The relationship between myocardial bridge and symptoms is still unclear; we believe that the clinical significance of myocardial bridge is most likely determined by the presence of concomitant atherosclerosis and stenosis in the coronary artery segment proximal to the bridge, rather than anatomic narrowing of the tunneled segment caused by the overlying myocardium. Ongoing investigations will probably clarify this issue.
So far, only symptomatic subjects with myocardial bridge have been treated. Management options can be either pharmacologic or interventional. Available medications include nitrates, ß-blockers, and calcium channel blockers [10, 30, 31]. Considering the consistent association of atherosclerotic changes with myocardial bridge as shown in our study, we think that pharmacologic therapy with antiaggregant agents and lipid-lowering drugs should be considered as an intervention to prevent further progression of the disease. Further systematic experimentation is required to validate this proposal.
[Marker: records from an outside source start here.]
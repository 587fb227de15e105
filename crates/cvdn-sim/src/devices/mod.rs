//! Simulator implementations.

pub mod graph_sim;
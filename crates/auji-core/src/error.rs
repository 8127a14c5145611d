use thiserror::Error;

/// Application-wide error types for AUJI.
#[derive(Error, Debug)]
pub enum AppError {
    /// HTTP request failed (fetching a page).
    #[error("HTTP error: {0}")]
    HttpError(String),

    /// Network/connection error.
    #[error("Network error: {0}")]
    NetworkError(String),

    /// Request or render wait timed out.
    #[error("Request timed out after {0} seconds")]
    Timeout(u64),

    /// Browser session could not be launched or driven.
    #[error("Browser error: {0}")]
    BrowserError(String),

    /// A listing page could not be turned into postings at all.
    #[error("Extraction error: {0}")]
    ExtractionError(String),

    /// JSON serialization/deserialization failed.
    #[error("Serialization error: {0}")]
    SerializationError(#[from] serde_json::Error),

    /// Database operation failed.
    #[error("Database error: {0}")]
    DatabaseError(String),

    /// Missing or invalid configuration.
    #[error("Configuration error: {0}")]
    ConfigError(String),

    /// Caller asked for something the engine does not know how to run.
    #[error("Invalid request: {0}")]
    InvalidRequest(String),

    /// Another run already holds this source + category key.
    #[error("A run for {0} is already in progress")]
    RunInProgress(String),

    /// The run was cancelled between page iterations.
    #[error("Run cancelled after {pages_done} page(s)")]
    Cancelled { pages_done: usize },

    /// Generic error.
    #[error("{0}")]
    Generic(String),
}

impl AppError {
    /// Returns true if this error is transient and worth retrying.
    pub fn is_retryable(&self) -> bool {
        match self {
            AppError::NetworkError(_) | AppError::Timeout(_) => true,
            AppError::HttpError(msg) => {
                msg.contains("timeout") || msg.contains("connect") || msg.contains("reset")
            }
            AppError::RunInProgress(_) => true,
            _ => false,
        }
    }
}
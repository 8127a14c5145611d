use std::time::Duration;

use auji_core::{AppError, Fetcher};
use reqwest::Client;
use reqwest::header::{ACCEPT, ACCEPT_LANGUAGE, HeaderMap, HeaderValue};

/// Career portals serve a reduced page (or a bot wall) to unknown agents.
const USER_AGENT: &str = "Mozilla/5.0 (Windows NT 10.0; Win64; x64) AppleWebKit/537.36 \
     (KHTML, like Gecko) Chrome/125.0.0.0 Safari/537.36";

/// HTTP fetcher using reqwest.
///
/// Returns the server-rendered HTML only; for listings built client-side use
/// `BrowserFetcher` (feature `browser`). `fetch_rendered` falls back to a
/// plain GET.
#[derive(Clone)]
pub struct ReqwestFetcher {
    client: Client,
    timeout_secs: u64,
}

impl ReqwestFetcher {
    pub fn new() -> Result<Self, AppError> {
        Self::with_timeout(Duration::from_secs(30))
    }

    pub fn with_timeout(timeout: Duration) -> Result<Self, AppError> {
        let mut headers = HeaderMap::new();
        headers.insert(
            ACCEPT,
            HeaderValue::from_static("text/html,application/xhtml+xml;q=0.9,*/*;q=0.8"),
        );
        headers.insert(ACCEPT_LANGUAGE, HeaderValue::from_static("ar,en-US;q=0.9,en;q=0.8"));

        let client = Client::builder()
            .user_agent(USER_AGENT)
            .default_headers(headers)
            .timeout(timeout)
            .build()
            .map_err(|e| AppError::HttpError(e.to_string()))?;

        Ok(Self {
            client,
            timeout_secs: timeout.as_secs(),
        })
    }
}

impl Fetcher for ReqwestFetcher {
    async fn fetch(&self, url: &str) -> Result<String, AppError> {
        tracing::debug!(url, "GET");
        let response = self.client.get(url).send().await.map_err(|e| {
            if e.is_timeout() {
                AppError::Timeout(self.timeout_secs)
            } else if e.is_connect() {
                AppError::NetworkError(format!("Connection failed: {e}"))
            } else {
                AppError::HttpError(e.to_string())
            }
        })?;

        let status = response.status();
        if !status.is_success() {
            return Err(AppError::HttpError(format!(
                "HTTP {} for {}",
                status.as_u16(),
                url
            )));
        }

        response
            .text()
            .await
            .map_err(|e| AppError::HttpError(format!("Failed to read response body: {e}")))
    }
}
use utoipa::OpenApi;

#[derive(OpenApi)]
#[openapi(
    info(
        title = "AUJI API",
        version = "0.1.0",
        description = "Job postings scraped from Vodafone careers and Mostaql, classified into search profiles."
    ),
    paths(
        crate::routes::run,
        crate::routes::run_direct,
        crate::routes::list_jobs,
        crate::routes::health,
    ),
    components(schemas(
        crate::dto::RunRequest,
        crate::dto::RunDirectRequest,
        crate::dto::RunResponse,
        crate::dto::JobResponse,
        crate::dto::JobListResponse,
        crate::dto::HealthResponse,
        crate::dto::ErrorResponse,
    )),
    tags(
        (name = "scrape", description = "Trigger scrape and ingestion runs"),
        (name = "jobs", description = "Stored job postings"),
        (name = "system", description = "Health and system status"),
    ),
    modifiers(&SecurityAddon)
)]
pub struct ApiDoc;

/// Registers the bearer scheme guarding the scrape endpoints.
struct SecurityAddon;

impl utoipa::Modify for SecurityAddon {
    fn modify(&self, openapi: &mut utoipa::openapi::OpenApi) {
        if let Some(components) = openapi.components.as_mut() {
            components.add_security_scheme(
                "bearer",
                utoipa::openapi::security::SecurityScheme::Http(
                    utoipa::openapi::security::HttpBuilder::new()
                        .scheme(utoipa::openapi::security::HttpAuthScheme::Bearer)
                        .bearer_format("token")
                        .description(Some("Admin token, set via AUJI_ADMIN_TOKEN."))
                        .build(),
                ),
            );
        }
    }
}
Our study has some limitations. In the diagnosis of myocardial bridge, the ultimate gold standard is pathology. This, of course, was not attainable in our study. Thus, a consensus of the evaluation of myocardial bridge and the associated atherosclerotic changes with MDCT was considered to be the standard in this study. The relationship between myocardial bridge and symptoms is still unclear, particularly in those subjects with no stenosis in the coronary artery proximal the bridge or those with appreciable systolic narrowing in the tunneled segment. This issue was not evaluated in our study. In addition, asymptomatic patients who might have myocardial bridges but who might not have proximal atherosclerosis have not been studied.
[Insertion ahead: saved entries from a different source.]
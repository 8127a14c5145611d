//! Pure text normalizers: employment types, digits and relative post times.
//!
//! Every function here is total. Unparseable input degrades to a default
//! instead of an error so one odd card never aborts an extraction.

use std::sync::LazyLock;

use chrono::{DateTime, NaiveDate, TimeDelta, Utc};
use regex::Regex;

use crate::models::{EmploymentLabel, EmploymentType};

/// Alias table for employment types, keyed by trimmed lowercase label.
static EMPLOYMENT_ALIASES: &[(&str, EmploymentType)] = &[
    // Arabic labels
    ("دوام كامل", EmploymentType::FullTime),
    ("دوام جزئي", EmploymentType::PartTime),
    ("تدريب", EmploymentType::Internship),
    ("عمل حر", EmploymentType::Freelance),
    // English canonical + variants
    ("full_time", EmploymentType::FullTime),
    ("full-time", EmploymentType::FullTime),
    ("full time", EmploymentType::FullTime),
    ("part_time", EmploymentType::PartTime),
    ("part-time", EmploymentType::PartTime),
    ("part time", EmploymentType::PartTime),
    ("intern", EmploymentType::Internship),
    ("internship", EmploymentType::Internship),
    ("freelance", EmploymentType::Freelance),
    ("contract", EmploymentType::Freelance),
    ("gig", EmploymentType::Freelance),
];

/// Normalize a free-text employment type.
///
/// Known aliases map to a canonical [`EmploymentType`]; any other non-empty
/// input comes back lowercased as [`EmploymentLabel::Other`]. Empty or absent
/// input yields `None`.
pub fn normalize_employment_type(raw: Option<&str>) -> Option<EmploymentLabel> {
    let s = raw?.trim().to_lowercase();
    if s.is_empty() {
        return None;
    }
    let label = EMPLOYMENT_ALIASES
        .iter()
        .find(|(alias, _)| *alias == s)
        .map(|(_, t)| EmploymentLabel::Canonical(*t))
        .unwrap_or(EmploymentLabel::Other(s));
    Some(label)
}

/// All aliases known to the normalizer (used by the read side to build filters).
pub fn employment_aliases() -> impl Iterator<Item = (&'static str, EmploymentType)> {
    EMPLOYMENT_ALIASES.iter().copied()
}

/// Replace Arabic-Indic digits (`٠`–`٩`) and their extended Persian forms
/// (`۰`–`۹`) with ASCII digits.
pub fn to_ascii_digits(text: &str) -> String {
    text.chars()
        .map(|c| match c {
            '\u{0660}'..='\u{0669}' => char::from(b'0' + (c as u32 - 0x0660) as u8),
            '\u{06F0}'..='\u{06F9}' => char::from(b'0' + (c as u32 - 0x06F0) as u8),
            other => other,
        })
        .collect()
}

// ---------------------------------------------------------------------------
// Relative time (Arabic)
// ---------------------------------------------------------------------------

static AR_MINUTES: LazyLock<Regex> =
    LazyLock::new(|| Regex::new(r"(\d+)\s*(?:دقيقة|دقائق)").expect("valid regex"));
static AR_HOURS: LazyLock<Regex> =
    LazyLock::new(|| Regex::new(r"(\d+)\s*(?:ساعة|ساعات)").expect("valid regex"));
static AR_DAYS: LazyLock<Regex> =
    LazyLock::new(|| Regex::new(r"(\d+)\s*(?:يوم|أيام)").expect("valid regex"));

const AR_WEEK: &str = "أسبوع";

/// Parse Arabic relative post time ("منذ 3 ساعات") against the current clock.
pub fn parse_relative_time_arabic(text: Option<&str>) -> Option<DateTime<Utc>> {
    parse_relative_time_arabic_at(text, Utc::now())
}

/// Parse Arabic relative post time against an explicit `now`.
///
/// Minutes, hours, days and the week token are tried in that order. Text that
/// matches none of them is treated as "just posted" and returns `now`;
/// absent or blank text returns `None`.
pub fn parse_relative_time_arabic_at(
    text: Option<&str>,
    now: DateTime<Utc>,
) -> Option<DateTime<Utc>> {
    let text = text.map(str::trim).filter(|t| !t.is_empty())?;
    let t = to_ascii_digits(text);

    let units: [(&Regex, fn(i64) -> Option<TimeDelta>); 3] = [
        (&AR_MINUTES, TimeDelta::try_minutes),
        (&AR_HOURS, TimeDelta::try_hours),
        (&AR_DAYS, TimeDelta::try_days),
    ];
    for (re, unit) in units {
        if let Some(n) = capture_number(re, &t) {
            return Some(ago(now, unit(n)));
        }
    }
    if t.contains(AR_WEEK) {
        return Some(now - TimeDelta::days(7));
    }
    Some(now)
}

// ---------------------------------------------------------------------------
// Relative time (English)
// ---------------------------------------------------------------------------

static FIRST_NUMBER: LazyLock<Regex> =
    LazyLock::new(|| Regex::new(r"(\d+)").expect("valid regex"));

/// Parse English relative post time ("Posted 3 days ago") against the current clock.
pub fn parse_relative_time_english(text: Option<&str>) -> DateTime<Utc> {
    parse_relative_time_english_at(text, Utc::now())
}

/// Parse English relative post time against an explicit `now`.
///
/// Singular forms ("a day ago") count as one unit, plural forms read the first
/// number in the text. Falls back to an ISO `YYYY-MM-DD` date and finally to
/// `now`; absent input also yields `now`.
pub fn parse_relative_time_english_at(text: Option<&str>, now: DateTime<Utc>) -> DateTime<Utc> {
    let Some(raw) = text.map(str::trim).filter(|t| !t.is_empty()) else {
        return now;
    };
    let t = to_ascii_digits(raw).to_lowercase();

    let units: [(&str, &str, fn(i64) -> Option<TimeDelta>); 3] = [
        ("day ago", "days ago", TimeDelta::try_days),
        ("hour ago", "hours ago", TimeDelta::try_hours),
        ("minute ago", "minutes ago", TimeDelta::try_minutes),
    ];
    for (singular, plural, unit) in units {
        if t.contains(singular) {
            return ago(now, unit(1));
        }
        if t.contains(plural) {
            return match capture_number(&FIRST_NUMBER, &t) {
                Some(n) => ago(now, unit(n)),
                None => now,
            };
        }
    }

    NaiveDate::parse_from_str(&t, "%Y-%m-%d")
        .ok()
        .and_then(|d| d.and_hms_opt(0, 0, 0))
        .map(|dt| dt.and_utc())
        .unwrap_or(now)
}

/// `now - delta`, saturating to `now` when the delta is out of range.
fn ago(now: DateTime<Utc>, delta: Option<TimeDelta>) -> DateTime<Utc> {
    delta
        .and_then(|d| now.checked_sub_signed(d))
        .unwrap_or(now)
}

fn capture_number(re: &Regex, text: &str) -> Option<i64> {
    re.captures(text)
        .and_then(|c| c.get(1))
        .and_then(|m| m.as_str().parse::<i64>().ok())
}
The ability of coronary CTA to delineate calcified and noncalcified lesions that may or may not cause luminal stenosis within the coronary artery wall has been shown [32, 33]; however, lipid-rich soft plaque cannot be differentiated from fibrous plaque using this diagnostic technique. In addition, the accuracy of CT to detect intramyocardial vessel wall abnormality has never been determined. This would be a limitation of our study.
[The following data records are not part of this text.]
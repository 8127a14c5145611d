use auji_core::{Fetcher, IngestService, JobStore, ProfileStore, ScrapeConfig};
use tokio_util::sync::CancellationToken;

/// Shared application state, available to all route handlers via `State<Arc<AppState<..>>>`.
pub struct AppState<S, P, F>
where
    S: JobStore,
    P: ProfileStore,
    F: Fetcher,
{
    pub ingest: IngestService<S, P>,
    pub fetcher: F,
    pub config: ScrapeConfig,
    /// Bearer token for the scrape endpoints (None = scrape endpoints disabled).
    pub admin_token: Option<String>,
    /// Cancelled on shutdown; running scrapes stop after their current page.
    pub shutdown: CancellationToken,
}

impl<S, P, F> AppState<S, P, F>
where
    S: JobStore,
    P: ProfileStore,
    F: Fetcher,
{
    pub fn new(store: S, profiles: P, fetcher: F, config: ScrapeConfig) -> Self {
        let ingest = IngestService::new(store, profiles)
            .with_default_source(config.default_source.clone());
        Self {
            ingest,
            fetcher,
            config,
            admin_token: None,
            shutdown: CancellationToken::new(),
        }
    }

    pub fn with_admin_token(mut self, token: impl Into<String>) -> Self {
        self.admin_token = Some(token.into());
        self
    }
}
//! Recognising postings seen before and computing non-destructive merges.

use crate::error::AppError;
use crate::models::{IdentityField, JobChanges, JobRecord, Posting, TITLE_PLACEHOLDER};
use crate::traits::JobStore;

/// Find the stored record a candidate refers to.
///
/// Identity fields are tried in priority order (detail_url, apply_url, url);
/// the first hit wins. Lookups are scoped to the candidate's source unless the
/// source is blank.
pub async fn resolve_identity<S: JobStore>(
    store: &S,
    candidate: &Posting,
) -> Result<Option<JobRecord>, AppError> {
    let scope = candidate.source_scope();
    for field in IdentityField::PRIORITY {
        let Some(value) = candidate.identity(field) else {
            continue;
        };
        if let Some(found) = store.find_by(field, value, scope).await? {
            return Ok(Some(found));
        }
    }
    Ok(None)
}

/// Changes to apply to `existing` so it reflects `candidate`.
///
/// Only the updatable fields are considered and only non-empty candidate
/// values are taken. The title placeholder never replaces a stored title.
pub fn merge_changes(existing: &JobRecord, candidate: &Posting) -> JobChanges {
    let title = non_empty(&candidate.title)
        .filter(|t| *t != TITLE_PLACEHOLDER || existing.title.trim().is_empty());

    JobChanges {
        title: title.map(str::to_string),
        company: non_empty(&candidate.company).map(str::to_string),
        location: opt_non_empty(&candidate.location),
        description: opt_non_empty(&candidate.description),
        detail_url: opt_non_empty(&candidate.detail_url),
        apply_url: opt_non_empty(&candidate.apply_url),
        url: opt_non_empty(&candidate.url),
        source: non_empty(&candidate.source).map(str::to_string),
        category: candidate
            .category
            .clone()
            .filter(|c| !c.as_str().trim().is_empty()),
        posted_at: candidate.posted_at,
    }
}

fn non_empty(s: &str) -> Option<&str> {
    Some(s).filter(|v| !v.trim().is_empty())
}

fn opt_non_empty(s: &Option<String>) -> Option<String> {
    s.as_deref().and_then(non_empty).map(str::to_string)
}
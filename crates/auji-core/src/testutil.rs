//! Test utilities: in-memory stores, mock fetchers and a stub source.
//!
//! Handwritten mocks for dependency injection in unit tests. All of them use
//! `Arc<Mutex<_>>` so tests can assert on recorded calls.

use std::collections::HashMap;
use std::sync::{Arc, Mutex};

use chrono::Utc;
use uuid::Uuid;

use crate::classify::{ActiveSet, SourceContext};
use crate::error::AppError;
use crate::models::{
    Extracted, IdentityField, JobChanges, JobFilter, JobRecord, Posting, SearchProfile, Source,
};
use crate::plan::{CategorySelection, PageRequest};
use crate::traits::{Fetcher, JobStore, ProfileStore, SourceScraper};

// ---------------------------------------------------------------------------
// MockFetcher
// ---------------------------------------------------------------------------

/// Mock fetcher serving fixed routes first, then a queue of responses.
#[derive(Clone, Default)]
pub struct MockFetcher {
    routes: Arc<Mutex<HashMap<String, String>>>,
    /// Each call without a matching route pops the first element.
    /// If empty, returns a default HTML string.
    responses: Arc<Mutex<Vec<Result<String, AppError>>>>,
    requested: Arc<Mutex<Vec<String>>>,
}

impl MockFetcher {
    /// Answers every request with `html`.
    pub fn new(html: &str) -> Self {
        let fetcher = Self::default();
        fetcher.routes.lock().unwrap().insert(String::new(), html.to_string());
        fetcher
    }

    pub fn with_error(error: AppError) -> Self {
        Self::with_responses(vec![Err(error)])
    }

    pub fn with_responses(responses: Vec<Result<String, AppError>>) -> Self {
        Self {
            responses: Arc::new(Mutex::new(responses)),
            ..Self::default()
        }
    }

    /// Answers each listed URL with its HTML; other URLs fall through to the queue.
    pub fn with_routes<'a>(routes: impl IntoIterator<Item = (&'a str, &'a str)>) -> Self {
        let fetcher = Self::default();
        {
            let mut map = fetcher.routes.lock().unwrap();
            for (url, html) in routes {
                map.insert(url.to_string(), html.to_string());
            }
        }
        fetcher
    }

    /// Every URL fetched so far, in order.
    pub fn requested(&self) -> Vec<String> {
        self.requested.lock().unwrap().clone()
    }
}

impl Fetcher for MockFetcher {
    async fn fetch(&self, url: &str) -> Result<String, AppError> {
        self.requested.lock().unwrap().push(url.to_string());
        {
            let routes = self.routes.lock().unwrap();
            if let Some(html) = routes.get(url).or_else(|| routes.get("")) {
                return Ok(html.clone());
            }
        }
        let mut responses = self.responses.lock().unwrap();
        if responses.is_empty() {
            Ok("<html><body>default</body></html>".to_string())
        } else {
            responses.remove(0)
        }
    }
}

// ---------------------------------------------------------------------------
// MemoryJobStore
// ---------------------------------------------------------------------------

/// In-memory job store with the same lookup semantics as the database.
#[derive(Clone, Default)]
pub struct MemoryJobStore {
    records: Arc<Mutex<Vec<JobRecord>>>,
    write_error: Arc<Mutex<Option<AppError>>>,
}

impl MemoryJobStore {
    pub fn new() -> Self {
        Self::default()
    }

    /// Insert a record directly, bypassing ingestion.
    pub fn seed(&self, posting: Posting) -> JobRecord {
        let record = to_record(&posting);
        self.records.lock().unwrap().push(record.clone());
        record
    }

    /// Make the next insert or update fail with `error`.
    pub fn fail_next_write(&self, error: AppError) {
        *self.write_error.lock().unwrap() = Some(error);
    }

    pub fn records(&self) -> Vec<JobRecord> {
        self.records.lock().unwrap().clone()
    }

    pub fn len(&self) -> usize {
        self.records.lock().unwrap().len()
    }

    pub fn is_empty(&self) -> bool {
        self.len() == 0
    }

    fn take_write_error(&self) -> Result<(), AppError> {
        match self.write_error.lock().unwrap().take() {
            Some(e) => Err(e),
            None => Ok(()),
        }
    }
}

fn to_record(posting: &Posting) -> JobRecord {
    let now = Utc::now();
    JobRecord {
        id: Uuid::new_v4(),
        title: posting.title.clone(),
        company: posting.company.clone(),
        location: posting.location.clone(),
        description: posting.description.clone(),
        detail_url: posting.detail_url.clone(),
        apply_url: posting.apply_url.clone(),
        url: posting.url.clone(),
        source: posting.source.clone(),
        category: posting.category.clone(),
        employment_type: posting.employment_type.clone(),
        posted_at: posting.posted_at,
        created_at: now,
        updated_at: now,
    }
}

impl JobStore for MemoryJobStore {
    async fn find_by(
        &self,
        field: IdentityField,
        value: &str,
        source: Option<&str>,
    ) -> Result<Option<JobRecord>, AppError> {
        let records = self.records.lock().unwrap();
        Ok(records
            .iter()
            .find(|r| r.identity(field) == Some(value) && source.is_none_or(|s| r.source == s))
            .cloned())
    }

    async fn insert(&self, posting: &Posting) -> Result<JobRecord, AppError> {
        self.take_write_error()?;
        Ok(self.seed(posting.clone()))
    }

    async fn update(&self, id: Uuid, changes: &JobChanges) -> Result<(), AppError> {
        self.take_write_error()?;
        let mut records = self.records.lock().unwrap();
        let record = records
            .iter_mut()
            .find(|r| r.id == id)
            .ok_or_else(|| AppError::DatabaseError(format!("job {id} not found")))?;
        changes.apply_to(record);
        record.updated_at = Utc::now();
        Ok(())
    }

    async fn list(&self, filter: &JobFilter) -> Result<Vec<JobRecord>, AppError> {
        let mut rows: Vec<JobRecord> = self
            .records
            .lock()
            .unwrap()
            .iter()
            .filter(|r| {
                (filter.categories.is_empty()
                    || r.category.as_ref().is_some_and(|c| filter.categories.contains(c)))
                    && filter.source.as_deref().is_none_or(|s| r.source == s)
                    && filter.employment_type.is_none_or(|t| {
                        r.employment_type.as_ref().and_then(|l| l.canonical()) == Some(t)
                    })
                    && filter
                        .posted_after
                        .is_none_or(|after| r.posted_at.is_some_and(|p| p >= after))
                    && (!filter.missing_description
                        || r.description.as_deref().is_none_or(|d| d.trim().is_empty()))
            })
            .cloned()
            .collect();
        rows.sort_by(|a, b| b.posted_at.cmp(&a.posted_at));
        Ok(rows
            .into_iter()
            .skip(filter.offset)
            .take(filter.limit.unwrap_or(usize::MAX))
            .collect())
    }

    async fn count(&self) -> Result<i64, AppError> {
        Ok(self.len() as i64)
    }
}

// ---------------------------------------------------------------------------
// MemoryProfileStore
// ---------------------------------------------------------------------------

#[derive(Clone, Default)]
pub struct MemoryProfileStore {
    profiles: Arc<Mutex<Vec<SearchProfile>>>,
}

impl MemoryProfileStore {
    pub fn new(profiles: &[(&str, bool)]) -> Self {
        let profiles = profiles
            .iter()
            .map(|(name, is_active)| SearchProfile {
                name: name.to_string(),
                is_active: *is_active,
            })
            .collect();
        Self {
            profiles: Arc::new(Mutex::new(profiles)),
        }
    }
}

impl ProfileStore for MemoryProfileStore {
    async fn active_profile_names(&self) -> Result<Vec<String>, AppError> {
        Ok(self
            .profiles
            .lock()
            .unwrap()
            .iter()
            .filter(|p| p.is_active)
            .map(|p| p.name.clone())
            .collect())
    }
}

// ---------------------------------------------------------------------------
// StubScraper
// ---------------------------------------------------------------------------

/// Source stub returning canned postings per page and recording the
/// selections it was asked to plan.
#[derive(Clone)]
pub struct StubScraper {
    source: Source,
    pages: Vec<Vec<Posting>>,
    planned: Arc<Mutex<Vec<CategorySelection>>>,
}

impl StubScraper {
    pub fn new(source: Source, pages: Vec<Vec<Posting>>) -> Self {
        Self {
            source,
            pages,
            planned: Arc::new(Mutex::new(Vec::new())),
        }
    }

    pub fn planned(&self) -> Vec<CategorySelection> {
        self.planned.lock().unwrap().clone()
    }
}

impl SourceScraper for StubScraper {
    fn source(&self) -> Source {
        self.source
    }

    fn plan(&self, selection: &CategorySelection, pages: u32) -> Result<Vec<PageRequest>, AppError> {
        self.planned.lock().unwrap().push(selection.clone());
        Ok((1..=pages)
            .map(|page| PageRequest {
                url: format!("https://stub.test/{}?page={page}", self.source),
                page,
                label: format!("{}_p{page}", self.source),
                category: None,
                context: SourceContext::Mixed,
                active: ActiveSet::default(),
            })
            .collect())
    }

    async fn scrape<F: Fetcher>(
        &self,
        fetcher: &F,
        request: &PageRequest,
    ) -> Result<Extracted<Vec<Posting>>, AppError> {
        fetcher.fetch(&request.url).await?;
        let index = request.page.saturating_sub(1) as usize;
        Ok(Extracted::clean(
            self.pages.get(index).cloned().unwrap_or_default(),
        ))
    }

    async fn fetch_description<F: Fetcher>(
        &self,
        fetcher: &F,
        detail_url: &str,
    ) -> Result<Option<String>, AppError> {
        fetcher.fetch(detail_url).await.map(Some)
    }
}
The applicability of this technique is dependent on a stable heart rate and is adversely affected by arrhythmia such as multiple ectopic beats and atrial fibrillation because data for each 3D volume set is acquired over multiple heart beats. The use of arrhythmia adjustment software in addition to ß-blockers can potentially solve this problem. Patient exposure to ionizing radiation represents, in fact, a major and still debated issue in coronary CTA. Overall, the effective dose can be substantially reduced by means of technical innovations, among which is ECG tube current modulation, consisting of a progressive online reduction of tube output during the systolic phases of each cardiac cycle [34, 35].
In conclusion, MDCT is a noninvasive 3D imaging technique possessing a unique diagnostic capability. It shows not only the coronary artery lumen and wall but also the surrounding myocardium. In addition, it accurately determines the location, depth, and length of myocardial bridge and any concomitant atherosclerotic changes.
The findings of our study show that myocardial bridge predisposes to development of atherosclerosis in the segment of the coronary artery proximal to the bridge and may protect against atheromatosis of both the tunneled segment and the coronary segment distal to the myocardial bridge. Thus, in view of its consistent association with atherosclerotic changes in the coronary artery proximal to the bridge, myocardial bridge should be considered an anatomic risk factor in evaluating CAD.